By JACKIE CLAUSEN
Local optometrist Dr Trevor Davies and former colleague Dr Jinjong Chung have launched a foundation in honour of their former business partner, close friend, and philanthropist Eiohn Hayes, who passed away in 2020 from cancer.
The Eiohn Hayes Foundation will strive to make eye care even more accessible to those in the region who cannot afford to pay. Dr Chung is its first big donor.
Hayes and Davies studied together and built a friendship which later became a business partnership when the two started an optometry practice in Port Elizabeth. They ran it together for eight years before Hayes and his wife Lynda, also an optometrist, moved to the UK.
At a ceremony at the Kingswood College Wyvern Club on Monday, Davies described Hayes as having a deep respect for people. “He treated every single person with love, kindness and respect,” Davies said.
While in PE, Hayes often volunteered at Livingstone Hospital and with disadvantaged communities, starting an eye clinic in Peddie and bringing eye care to those who needed it. He enjoyed working with babies and even implanting glass eyes. He was fluent in isiXhosa, which was a great advantage.
When he moved to the UK, he continued to help the community. He started doing domiciliary work with patients with disabilities, including learning disabilities and palliative care.
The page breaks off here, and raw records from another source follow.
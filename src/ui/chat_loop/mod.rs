//! Main chat event loop.
//!
//! One loop owns the [`App`] and the terminal. Terminal input arrives from a
//! reader task and turn results arrive from worker tasks, both over the same
//! channel; the loop drains it every tick, redraws when something changed, and
//! sleeps briefly when idle.

mod keybindings;
mod turns;

pub use self::turns::{TurnRunner, TurnUpdate};

use crate::core::app::App;
use crate::core::orchestrator::Orchestrator;
use crate::ui::renderer::ui;
use ratatui::crossterm::{
    event::{self, DisableMouseCapture, EnableMouseCapture, Event, KeyEventKind},
    execute,
    terminal::{disable_raw_mode, enable_raw_mode, EnterAlternateScreen, LeaveAlternateScreen},
};
use ratatui::{backend::CrosstermBackend, Terminal};
use std::{
    error::Error,
    io,
    sync::Arc,
    time::{Duration, Instant},
};
use tokio::sync::mpsc;
use tokio_util::sync::CancellationToken;
use tracing::info;

#[derive(Debug)]
pub enum UiEvent {
    Crossterm(Event),
    Turn(TurnUpdate),
}

/// Rows of transcript a page scroll moves by, derived from the terminal
/// height minus the input box, status bar and borders.
fn page_height(app: &App, term_height: u16) -> u16 {
    term_height
        .saturating_sub(app.ui.input_area_height())
        .saturating_sub(3)
}

struct EventProcessingOutcome {
    events_processed: bool,
    request_redraw: bool,
}

fn process_ui_events(
    app: &mut App,
    event_rx: &mut mpsc::UnboundedReceiver<UiEvent>,
    runner: &TurnRunner,
    term_height: u16,
) -> EventProcessingOutcome {
    let mut outcome = EventProcessingOutcome {
        events_processed: false,
        request_redraw: false,
    };

    while let Ok(ev) = event_rx.try_recv() {
        outcome.events_processed = true;
        match ev {
            UiEvent::Crossterm(Event::Key(key)) if key.kind == KeyEventKind::Press => {
                let page = page_height(app, term_height);
                if let Some(ticket) = keybindings::handle_key(app, key, page) {
                    runner.spawn(ticket);
                }
                outcome.request_redraw = true;
                if app.ui.exit_requested {
                    break;
                }
            }
            UiEvent::Crossterm(Event::Mouse(mouse)) => {
                if keybindings::handle_mouse(app, mouse) {
                    outcome.request_redraw = true;
                }
            }
            UiEvent::Crossterm(Event::Resize(_, _)) => {
                outcome.request_redraw = true;
            }
            UiEvent::Crossterm(_) => {}
            UiEvent::Turn(update) => {
                apply_turn_update(app, runner, update);
                outcome.request_redraw = true;
            }
        }
    }

    outcome
}

fn apply_turn_update(app: &mut App, runner: &TurnRunner, update: TurnUpdate) {
    let next = match update {
        TurnUpdate::Progress { id, event } => {
            app.apply_turn_event(id, &event);
            None
        }
        TurnUpdate::Completed { id, turn } => app.complete_turn(id, turn),
        TurnUpdate::Failed { id, error } => app.fail_turn(id, &error),
    };
    if let Some(ticket) = next {
        runner.spawn(ticket);
    }
}

pub async fn run_chat(
    orchestrator: Arc<Orchestrator>,
    persona_name: String,
) -> Result<(), Box<dyn Error>> {
    let mut app = App::new(persona_name);

    enable_raw_mode()?;
    let mut stdout = io::stdout();
    execute!(stdout, EnterAlternateScreen, EnableMouseCapture)?;
    let mut terminal = Terminal::new(CrosstermBackend::new(stdout))?;

    let (event_tx, mut event_rx) = mpsc::unbounded_channel::<UiEvent>();
    let shutdown = CancellationToken::new();
    let runner = TurnRunner::new(orchestrator, event_tx.clone(), shutdown.clone());

    // Spawn async event reader task
    let event_reader_handle = {
        let event_tx = event_tx.clone();
        tokio::spawn(async move {
            loop {
                if let Ok(true) = event::poll(Duration::from_millis(10)) {
                    match event::read() {
                        Ok(ev) => {
                            if event_tx.send(UiEvent::Crossterm(ev)).is_err() {
                                break;
                            }
                        }
                        Err(_) => continue,
                    }
                } else {
                    tokio::task::yield_now().await;
                }
            }
        })
    };

    const MAX_FPS: u64 = 60;
    let frame_duration = Duration::from_millis(1000 / MAX_FPS);
    let mut last_draw = Instant::now() - frame_duration;
    let mut request_redraw = true;

    let result: Result<(), Box<dyn Error>> = loop {
        if app.ui.exit_requested {
            break Ok(());
        }

        if request_redraw && last_draw.elapsed() >= frame_duration {
            if let Err(err) = terminal.draw(|f| ui(f, &mut app)) {
                break Err(err.into());
            }
            last_draw = Instant::now();
            request_redraw = false;
        }

        let term_height = terminal.size().map(|size| size.height).unwrap_or_default();
        let outcome = process_ui_events(&mut app, &mut event_rx, &runner, term_height);
        if outcome.request_redraw {
            request_redraw = true;
        }

        if !outcome.events_processed && !request_redraw {
            tokio::time::sleep(Duration::from_millis(16)).await;
        }
    };

    info!(history = app.history().len(), "chat loop exiting");
    shutdown.cancel();
    event_reader_handle.abort();

    // Restore terminal
    disable_raw_mode()?;
    execute!(
        terminal.backend_mut(),
        LeaveAlternateScreen,
        DisableMouseCapture
    )?;
    terminal.show_cursor()?;

    result
}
“He became well known amongst patients for his thorough testing, empathetic approach and charm,” his widow Lynda said at the ceremony.
In the UK, Eiohn Hayes was a member of the local Optometrist Committee, helped with NHS negotiating and local optometric concerns, and was well-liked by his patients and colleagues.
Hayes passed away in 2020 at 54 after he was diagnosed with cancer in 2019.
Dr Trevor Davies continues to run an eye clinic from his Makhanda optometric practice, which he started in 1990. The clinic aims to bring affordable eye care to community members who cannot afford private health care and helps hundreds of people to see every year. The Eiohn Hayes Foundation will further boost affordable eye care in the region.